Strong cell-cell junctions preserve the quiescent properties of stem cells

The skin is known to be the largest organ in the human body, and its outermost layer, called the epidermis, is renewed every three weeks.

Cover image: Volume 56| Issue 6. Image Credit: Avinanda Banerjee.

The cells, driving this renewal of epidermal stem cells, are located in a specialized niche or areas inside a region of the hair follicle (or root), called the “bulge compartment.” The stem cells residing in the bulge compartment are multipotent, which means they can help repair damaged skin as well as regenerate the hair follicles at the time of normal development.

Although many teams have focused their efforts on stem cells, little is known about the niche or extrinsic factors that affect the state of these stem cells.

Dr. Srikala Raghavan and her research team at the Centre for Inflammation and Tissue Homeostasis (CITH) theme, DBT-inStem have discovered the function of strong cell adhesion between stem cells in preserving their quiescent properties. The new study has been published in the Developmental Cell journal.

The researchers targeted a protein, known as vinculin, a kind of “mechanotransducer” expressed in the skin. Mechanotransducers are essentially proteins that communicate by producing a force inside the cell by interacting with the cytoskeleton of the cell. Vinculin is located at cell junctions, also called the “adherens junction,” and between the substratum and the cell, called“focal adhesion.”

When the vinculin gene was deleted from the epidermal compartment (called a conditional knockout, or cKO), the researchers unexpectedly found that the animals were completely normal except for a thin coat of hair.

Ritusree Biswas, a graduate student in the Raghavan laboratory, targeted her analysis by studying the behavior of stem cells in hair follicles. Her research works demonstrated that the stem cells found in the vinculin cKO were unable to sustain quiescence.

Since the stem cells were continuously dividing, Biswas was able to demonstrate that these stem cells no longer functioned like traditional stem cells, which consequently contributed to the thin hair phenotype. Another author of the article, Avinanda Banerjee, targeted the mechanism underlying the loss of quiescence in these stem cells.

Banerjee analyzed the forces or mechanotransduction produced by vinculin-deficient cells in association with Professor Yan Jie and his post-doc Zhihai Zhao, at the Mechanobiology Institute (MBI) in Singapore.
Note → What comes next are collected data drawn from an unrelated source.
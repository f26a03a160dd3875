//! CLI configuration.

use std::env;

use coin_address::NetworkId;
use thiserror::Error;

#[derive(Debug, Error, PartialEq, Eq)]
pub enum ConfigError {
    #[error("Invalid configuration: {0}")]
    Invalid(String),
}

/// CLI configuration loaded from environment.
#[derive(Debug, Clone, PartialEq, Eq)]
pub struct CliConfig {
    /// Network used by `check` when none is named on the command line.
    pub default_network: Option<NetworkId>,
    /// Trim surrounding whitespace before classifying.
    pub trim: bool,
    /// Audit the prefix registry at start-up.
    pub check_registry: bool,
}

impl CliConfig {
    /// Load configuration from environment variables.
    pub fn from_env() -> Result<Self, ConfigError> {
        Self::from_lookup(|name| env::var(name).ok())
    }

    /// Load configuration through `lookup`, which returns a variable's value
    /// if it is set.
    pub fn from_lookup<F>(lookup: F) -> Result<Self, ConfigError>
    where
        F: Fn(&str) -> Option<String>,
    {
        let default_network = match lookup("COIN_ADDRESS_NETWORK") {
            Some(name) if !name.trim().is_empty() => Some(
                name.trim()
                    .parse()
                    .map_err(|_| ConfigError::Invalid("COIN_ADDRESS_NETWORK".to_string()))?,
            ),
            _ => None,
        };

        Ok(Self {
            default_network,
            trim: parse_flag(&lookup, "COIN_ADDRESS_TRIM", true)?,
            check_registry: parse_flag(&lookup, "COIN_ADDRESS_CHECK_REGISTRY", true)?,
        })
    }
}

fn parse_flag<F>(lookup: &F, name: &str, default: bool) -> Result<bool, ConfigError>
where
    F: Fn(&str) -> Option<String>,
{
    match lookup(name) {
        None => Ok(default),
        Some(value) => match value.trim().to_ascii_lowercase().as_str() {
            "1" | "true" | "yes" | "on" => Ok(true),
            "0" | "false" | "no" | "off" => Ok(false),
            _ => Err(ConfigError::Invalid(name.to_string())),
        },
    }
}

#[cfg(test)]
mod tests {
    use super::*;
    use std::collections::HashMap;

    fn config_from(vars: &[(&str, &str)]) -> Result<CliConfig, ConfigError> {
        let vars: HashMap<String, String> = vars
            .iter()
            .map(|(k, v)| (k.to_string(), v.to_string()))
            .collect();
        CliConfig::from_lookup(|name| vars.get(name).cloned())
    }

    #[test]
    fn test_defaults() {
        let config = config_from(&[]).unwrap();
        assert_eq!(
            config,
            CliConfig {
                default_network: None,
                trim: true,
                check_registry: true,
            }
        );
    }

    #[test]
    fn test_overrides() {
        let config = config_from(&[
            ("COIN_ADDRESS_NETWORK", "Litecoin"),
            ("COIN_ADDRESS_TRIM", "false"),
            ("COIN_ADDRESS_CHECK_REGISTRY", "0"),
        ])
        .unwrap();
        assert_eq!(config.default_network, Some(NetworkId::Litecoin));
        assert!(!config.trim);
        assert!(!config.check_registry);
    }

    #[test]
    fn test_blank_network_is_unset() {
        let config = config_from(&[("COIN_ADDRESS_NETWORK", "  ")]).unwrap();
        assert_eq!(config.default_network, None);
    }

    #[test]
    fn test_invalid_values() {
        assert_eq!(
            config_from(&[("COIN_ADDRESS_NETWORK", "dogecash")]),
            Err(ConfigError::Invalid("COIN_ADDRESS_NETWORK".to_string()))
        );
        assert_eq!(
            config_from(&[("COIN_ADDRESS_TRIM", "maybe")]),
            Err(ConfigError::Invalid("COIN_ADDRESS_TRIM".to_string()))
        );
    }
}
//! Codec adapters, one per address encoding.
//!
//! Every adapter implements [`AddressCodec`]: it receives only the raw string,
//! verifies whatever checksum the format carries and hands back a
//! [`CanonicalAddress`]. Adapters never see the requesting network, which is
//! what lets one adapter serve every chain that shares its format. Network
//! specific acceptance (prefix sets, HRPs) is applied by the rule table.
//!
//! Constants follow the chain parameters of the respective reference clients.

mod base58;
mod bits;
mod cashaddr;
mod cosmos;
mod decred;
mod evm;
mod graphene;
mod groestl;
mod iost;
mod nano;
mod nimiq;
mod nuls;
mod stellar;
mod segwit;
mod waves;
mod zilliqa;

use std::fmt;

use serde::Serialize;

use crate::{AddressError, CanonicalAddress};

pub use self::base58::{LegacyCodec, TezosCodec, VersionedCodec, ZcashTransparentCodec};
pub use self::cosmos::{CosmosCodec, IoTeXCodec};
pub use self::cashaddr::CashAddrCodec;
pub use self::decred::DecredCodec;
pub use self::graphene::{EosCodec, GrapheneCodec};
pub use self::groestl::GroestlLegacyCodec;
pub use self::evm::{AionCodec, EvmChecksum, EvmCodec, IconCodec, SemuxCodec};
pub use self::iost::IostCodec;
pub use self::nano::NanoCodec;
pub use self::nimiq::NimiqCodec;
pub use self::nuls::NulsCodec;
pub use self::segwit::SegwitCodec;
pub use self::stellar::StellarCodec;
pub use self::waves::WavesCodec;
pub use self::zilliqa::ZilliqaCodec;

pub(crate) use self::base58::encode_check;
pub(crate) use self::cosmos::encode_hash;
pub(crate) use self::cashaddr::encode as encode_cashaddr;
pub(crate) use self::decred::encode as encode_decred;
pub(crate) use self::graphene::{encode_eos, encode_graphene};
pub(crate) use self::groestl::encode as encode_groestl;
pub(crate) use self::evm::encode_evm;
pub(crate) use self::nano::encode as encode_nano;
pub(crate) use self::nimiq::encode as encode_nimiq;
pub(crate) use self::nuls::encode as encode_nuls;
pub(crate) use self::segwit::encode as encode_segwit;
pub(crate) use self::stellar::encode as encode_stellar;
pub(crate) use self::waves::encode as encode_waves;
pub(crate) use self::zilliqa::encode as encode_zilliqa;

/// Encoding family an adapter implements.
///
/// Two adapters of the same family produce byte-compatible payloads, which is
/// what the registry audit groups prefixes by.
#[derive(Debug, Clone, Copy, PartialEq, Eq, Hash, PartialOrd, Ord, Serialize)]
#[serde(rename_all = "camelCase")]
pub enum Family {
    Legacy,
    Segwit,
    CosmosBech32,
    CashAddr,
    Ethereum,
    Wanchain,
    Icon,
    Ontology,
    Ripple,
    Tezos,
    Tron,
    ZcashTransparent,
    Nimiq,
    Stellar,
    Aion,
    Nano,
    Neo,
    Decred,
    Iocoin,
    GroestlLegacy,
    Iost,
    Nuls,
    Bravo,
    Steem,
    Eos,
    IoTeX,
    Zilliqa,
    Semux,
    Ark,
    Waves,
}

impl Family {
    /// Human-readable name, used in error messages.
    pub fn name(&self) -> &'static str {
        match self {
            Family::Legacy => "Base58Check",
            Family::Segwit => "segwit bech32",
            Family::CosmosBech32 => "cosmos bech32",
            Family::CashAddr => "CashAddr",
            Family::Ethereum => "EIP-55 hex",
            Family::Wanchain => "Wanchain hex",
            Family::Icon => "ICON hex",
            Family::Ontology => "Ontology Base58Check",
            Family::Ripple => "Ripple Base58Check",
            Family::Tezos => "Tezos Base58Check",
            Family::Tron => "Tron Base58Check",
            Family::ZcashTransparent => "Zcash transparent",
            Family::Nimiq => "Nimiq IBAN",
            Family::Stellar => "Stellar strkey",
            Family::Aion => "Aion hex",
            Family::Nano => "Nano base32",
            Family::Neo => "NEO Base58Check",
            Family::Decred => "Decred Base58",
            Family::Iocoin => "Iocoin Base58Check",
            Family::GroestlLegacy => "Groestlcoin Base58",
            Family::Iost => "IOST account",
            Family::Nuls => "NULS Base58",
            Family::Bravo => "BravoCoin key",
            Family::Steem => "Steem key",
            Family::Eos => "EOS key",
            Family::IoTeX => "IoTeX bech32",
            Family::Zilliqa => "Zilliqa",
            Family::Semux => "Semux hex",
            Family::Ark => "ARK Base58Check",
            Family::Waves => "Waves Base58",
        }
    }

    pub(crate) fn not_applicable(self) -> AddressError {
        AddressError::NotApplicable { family: self }
    }

    pub(crate) fn checksum_mismatch(self) -> AddressError {
        AddressError::ChecksumMismatch { family: self }
    }
}

impl fmt::Display for Family {
    fn fmt(&self, f: &mut fmt::Formatter<'_>) -> fmt::Result {
        f.write_str(self.name())
    }
}

/// A decoder for one address encoding.
///
/// Implementations must be total: any input, however malformed, yields an
/// `Err` rather than a panic. A returned address has already passed the
/// format's checksum.
pub trait AddressCodec: Send + Sync {
    /// The encoding family this adapter implements.
    fn family(&self) -> Family;

    /// Decode `input`, reporting why it was not accepted.
    fn decode(&self, input: &str) -> Result<CanonicalAddress, AddressError>;

    /// Decode `input`, discarding the failure reason.
    fn attempt_decode(&self, input: &str) -> Option<CanonicalAddress> {
        self.decode(input).ok()
    }
}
When Avinanda quantified the forces at cell junctions produced by vinculin KO (knockout) cells, she found that these cells created roughly half the force than a normal vinculin-expressing cell.

This information indicated that the loss of vinculin was weakening the junctions. This was somewhat surprising because the team had previously demonstrated that all the proteins usually found at junctions were present but at higher levels.

The researchers then focused on interpreting the connection between the loss of stem cell quiescence and the weak junctions. They carried out global gene expression profiling on vinculin KO cells to find pathways that may have altered because of the loss of vinculin. The YAP1 pathway was one of the pathways that underwent a major change.

YAP1 is a transcription factor that regulates the expression of genes controlling the cell cycle. The high expression of the YAP1 transcription factor in the KO explained the increased proliferation of cells and the loss of quiescence.

So, what is causing the dysregulation of YAP1 expression? Since YAP1 is a powerful regulator of cell proliferation, it is usually sequestered at the robust cell-cell junctions seen in quiescent stem cells, also called “contact inhibited state.’'

But since the junctions in the vinculin KO cells were weak, YAP1 was not sequestered at these junctions anymore and could translocate into the nucleus to control the proliferation of cells.

The latest study performed by Raghavan laboratory holds implications that go beyond the skin stem cells. As cancer cells metastasize out of their niche, the expression of cell junction proteins decreases while the expression of YAP1 increases consequently. In an ongoing study, Srikala’s laboratory is investigating how the lack of vinculin influences the signals received by the nucleus.